Each user’s real-world findings help clarify boundaries as well as features. We remain upfront if a given application crosses into unstable territory, and prefer returning samples and analyzing problems first-hand rather than promising blanket compatibility or universal application. Lessons learned from failed or marginal use-cases help refine both expectations and future process steps.
Handling, transport, and waste disposal for Methyl (+/-)-(o-Chlorophenyl)-4,5-dihydrothieno[3,2-c]pyridine-6(7H)-acetate hydrochloride calls for rigor. We built processes on the backbone of workplace safety, not just regulatory minima. Trained personnel oversee loading, unloading, and dispensing. Protective protocols cover both powder exposure and accidental moisture ingress. Emergency response plans, developed after rare incidents, keep both production and neighboring environments protected.
Traceability sits at the core: Every lot, from raw material intake to final shipment, links to a full document and barcode trail. Monthly internal audits cross-check sample retention, document integrity, and impurity trend data. These details support not only our regulatory position, but also user confidence—especially for international customers requiring import licenses or customs declarations.
In truth, real safety comes as much from shared user information as from plant process controls. We work to publish updates on storage recommendations and disposal routes as new findings emerge, aiming to keep both new and returning users ahead of the curve.
Ongoing advances in catalytic and greener synthesis point to more sustainable, less waste-intensive ways to produce these class of molecules. The next round of process refits will chase lower solvent usage, higher atom economy, and automated impurity capture. Tougher downstream regulations for pharmaceutical intermediates—especially for those headed to critical APIs—mean today’s rigorous standards keep climbing.
Real collaboration with users will drive future improvement more than any single technology or process innovation. Direct testing in the fields of biological screening, material transformation, and pilot manufacturing will continue to reveal the next adjustments we need to make in plant or process.

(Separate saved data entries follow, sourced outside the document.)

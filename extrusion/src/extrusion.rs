use crate::rounded_polygon::RoundedPolygon;
use crate::tip_shape::{TangentCircleIndices, TipShape};
use crate::tip_state::TipState;

use arrayvec::ArrayVec;
use tracery_geom::Circle;

/// One element of the extrusion sequence: either a break-point marking a
/// discontinuity of the stroke outline, or a tip state together with its
/// modeled shape.
#[derive(Clone, Debug)]
pub enum BrushTipExtrusion {
    BreakPoint,
    Regular { state: TipState, shape: TipShape },
}

/// Whether two consecutive tip shapes can be connected by well-behaved
/// external tangents.
#[derive(Copy, Clone, Debug, PartialEq, Eq)]
pub enum TangentQuality {
    /// No tangents exist: the first shape contains the second.
    NoTangentsFirstContainsSecond,
    /// No tangents exist: the second shape contains the first.
    NoTangentsSecondContainsFirst,
    /// Tangents exist, but the joined shape does not cover every
    /// perimeter circle of the two inputs, so extruding would lose area.
    BadTangentsJoinedShapeDoesNotCoverInputShapes,
    GoodTangents,
}

impl BrushTipExtrusion {
    /// Models `state` into a shape using the given minimum radius and
    /// separation (the brush epsilon).
    pub fn new(state: TipState, min_nonzero_radius_and_separation: f32) -> Self {
        let shape = TipShape::new(&state, min_nonzero_radius_and_separation);
        BrushTipExtrusion::Regular { state, shape }
    }

    #[inline]
    pub fn is_break_point(&self) -> bool {
        matches!(self, BrushTipExtrusion::BreakPoint)
    }

    /// The state and shape of a non-break extrusion.
    #[inline]
    pub fn parts(&self) -> Option<(&TipState, &TipShape)> {
        match self {
            BrushTipExtrusion::BreakPoint => None,
            BrushTipExtrusion::Regular { state, shape } => Some((state, shape)),
        }
    }

    /// Evaluates the tangent quality between two non-break extrusions.
    ///
    /// A pair of states with identical shape attributes whose centers are
    /// farther apart than `travel_threshold` is a rigid translation of a
    /// convex shape, which always has good tangents.
    pub fn evaluate_tangent_quality(
        first: &BrushTipExtrusion,
        second: &BrushTipExtrusion,
        travel_threshold: f32,
    ) -> TangentQuality {
        let (first_state, first_shape) = first.parts().expect("break-point has no tangents");
        let (second_state, second_shape) = second.parts().expect("break-point has no tangents");

        if (second_state.position - first_state.position).length() > travel_threshold
            && first_state.has_equal_shape_attributes(second_state)
        {
            return TangentQuality::GoodTangents;
        }

        evaluate_shape_tangent_quality(first_shape, second_shape)
    }
}

fn evaluate_shape_tangent_quality(first: &TipShape, second: &TipShape) -> TangentQuality {
    if first.contains(second) {
        return TangentQuality::NoTangentsFirstContainsSecond;
    }
    if second.contains(first) {
        return TangentQuality::NoTangentsSecondContainsFirst;
    }

    // Two circles that do not contain one another always have good
    // tangents.
    if first.perimeter_circles().len() == 1 && second.perimeter_circles().len() == 1 {
        return TangentQuality::GoodTangents;
    }

    let indices = TipShape::tangent_circle_indices(first, second);

    // If the first tangent circle is immediately clockwise of the last on
    // both shapes, every circle contributes to the joined boundary and
    // nothing can be left uncovered.
    if first.next_cw(indices.left.0) == indices.right.0
        && second.next_cw(indices.right.1) == indices.left.1
    {
        return TangentQuality::GoodTangents;
    }

    // Inflate the joined shape slightly so that floating-point precision
    // loss cannot produce false negatives from the containment test.
    let first_bounds = first.bounds();
    let second_bounds = second.bounds();
    let max_absolute_coordinate = first_bounds
        .min
        .x
        .abs()
        .max(first_bounds.min.y.abs())
        .max(first_bounds.max.x.abs())
        .max(first_bounds.max.y.abs())
        .max(second_bounds.min.x.abs())
        .max(second_bounds.min.y.abs())
        .max(second_bounds.max.x.abs())
        .max(second_bounds.max.y.abs());
    let offset = 1e-6 * max_absolute_coordinate;

    let joined_shape = construct_joined_shape(first, second, &indices, offset);

    // Check whether the circles left out of the joined boundary are
    // nonetheless inside it.
    let mut index = first.next_ccw(indices.right.0);
    while index != indices.left.0 {
        if !joined_shape.contains_circle(&first.perimeter_circles()[index]) {
            return TangentQuality::BadTangentsJoinedShapeDoesNotCoverInputShapes;
        }
        index = first.next_ccw(index);
    }
    let mut index = second.next_ccw(indices.left.1);
    while index != indices.right.1 {
        if !joined_shape.contains_circle(&second.perimeter_circles()[index]) {
            return TangentQuality::BadTangentsJoinedShapeDoesNotCoverInputShapes;
        }
        index = second.next_ccw(index);
    }

    TangentQuality::GoodTangents
}

// Builds the rounded polygon that results from connecting `first` and
// `second` along the tangents chosen by `indices`: counter-clockwise from
// `indices.left.0` to `indices.right.0` on the first shape, jumping to
// `indices.right.1` and continuing to `indices.left.1` on the second.
// Each circle is inflated by `offset`.
fn construct_joined_shape(
    first: &TipShape,
    second: &TipShape,
    indices: &TangentCircleIndices,
    offset: f32,
) -> RoundedPolygon {
    debug_assert!(offset >= 0.0);

    let mut circles: ArrayVec<[Circle; 8]> = ArrayVec::new();
    let mut add_circles = |shape: &TipShape, first_index: usize, last_index: usize| {
        let mut index = first_index;
        loop {
            let circle = &shape.perimeter_circles()[index];
            circles.push(Circle::new(circle.center(), circle.radius() + offset));
            if index == last_index {
                break;
            }
            index = shape.next_ccw(index);
        }
    };

    add_circles(first, indices.left.0, indices.right.0);
    add_circles(second, indices.right.1, indices.left.1);

    RoundedPolygon::new(&circles)
}

#[cfg(test)]
mod tests {
    use super::*;
    use tracery_geom::math::{point, Point};

    fn extrusion(state: TipState) -> BrushTipExtrusion {
        BrushTipExtrusion::new(state, 1e-5)
    }

    fn circle_state(position: Point, size: f32) -> TipState {
        TipState {
            position,
            width: size,
            height: size,
            corner_rounding: 1.0,
            ..TipState::default()
        }
    }

    #[test]
    fn translated_circles_have_good_tangents() {
        let a = extrusion(circle_state(point(0.0, 0.0), 2.0));
        let b = extrusion(circle_state(point(1.0, 1.0), 2.0));
        assert_eq!(
            BrushTipExtrusion::evaluate_tangent_quality(&a, &b, 1e-6),
            TangentQuality::GoodTangents
        );
    }

    #[test]
    fn containment_is_reported_per_direction() {
        let small = extrusion(circle_state(point(0.0, 0.0), 1.0));
        let large = extrusion(circle_state(point(0.0, 0.0), 4.0));
        assert_eq!(
            BrushTipExtrusion::evaluate_tangent_quality(&large, &small, 1e-6),
            TangentQuality::NoTangentsFirstContainsSecond
        );
        assert_eq!(
            BrushTipExtrusion::evaluate_tangent_quality(&small, &large, 1e-6),
            TangentQuality::NoTangentsSecondContainsFirst
        );
    }

    #[test]
    fn rigid_translation_short_circuit() {
        let state = TipState {
            position: point(0.0, 0.0),
            width: 4.0,
            height: 1.0,
            corner_rounding: 0.2,
            pinch: 0.5,
            ..TipState::default()
        };
        let moved = TipState {
            position: point(0.5, 0.0),
            ..state
        };
        assert_eq!(
            BrushTipExtrusion::evaluate_tangent_quality(
                &extrusion(state),
                &extrusion(moved),
                1e-6
            ),
            TangentQuality::GoodTangents
        );
    }

    #[test]
    fn crossing_rectangles_have_bad_tangents() {
        // Two long thin rectangles forming a cross: the joined shape
        // leaves the first shape's far corners uncovered.
        let horizontal = extrusion(TipState {
            position: point(0.0, 0.0),
            width: 10.0,
            height: 1.0,
            corner_rounding: 0.0,
            ..TipState::default()
        });
        let vertical = extrusion(TipState {
            position: point(0.5, 0.0),
            width: 1.0,
            height: 10.0,
            corner_rounding: 0.0,
            ..TipState::default()
        });
        assert_eq!(
            BrushTipExtrusion::evaluate_tangent_quality(&horizontal, &vertical, 1e-6),
            TangentQuality::BadTangentsJoinedShapeDoesNotCoverInputShapes
        );
    }

    #[test]
    fn nearby_similar_rectangles_have_good_tangents() {
        let a = extrusion(TipState {
            position: point(0.0, 0.0),
            width: 6.0,
            height: 8.0,
            corner_rounding: 0.25,
            ..TipState::default()
        });
        let b = extrusion(TipState {
            position: point(1.0, 0.0),
            width: 6.0,
            height: 8.0,
            corner_rounding: 0.3,
            ..TipState::default()
        });
        assert_eq!(
            BrushTipExtrusion::evaluate_tangent_quality(&a, &b, 1e-6),
            TangentQuality::GoodTangents
        );
    }
}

Every step, from order receipt through loading onto the outbound dock, serves a single aim: delivering the highest quality product, grounded by tangible, measurable improvements drawn from genuine experience.
Methyl (+/-)-(o-Chlorophenyl)-4,5-dihydrothieno[3,2-c]pyridine-6(7H)-acetate hydrochloride stands not just as a framework in organic chemistry journals, but as a living product shaped daily by operator experience, customer need, and measurable outcomes in use. It differs from similar products through superior stability, practical ease in scale-up, and repeated, reliable performance. Understanding its quirks, strengths, and limits through real manufacturing experience enables the ongoing evolution that keeps our users ahead in their labs and on the production line.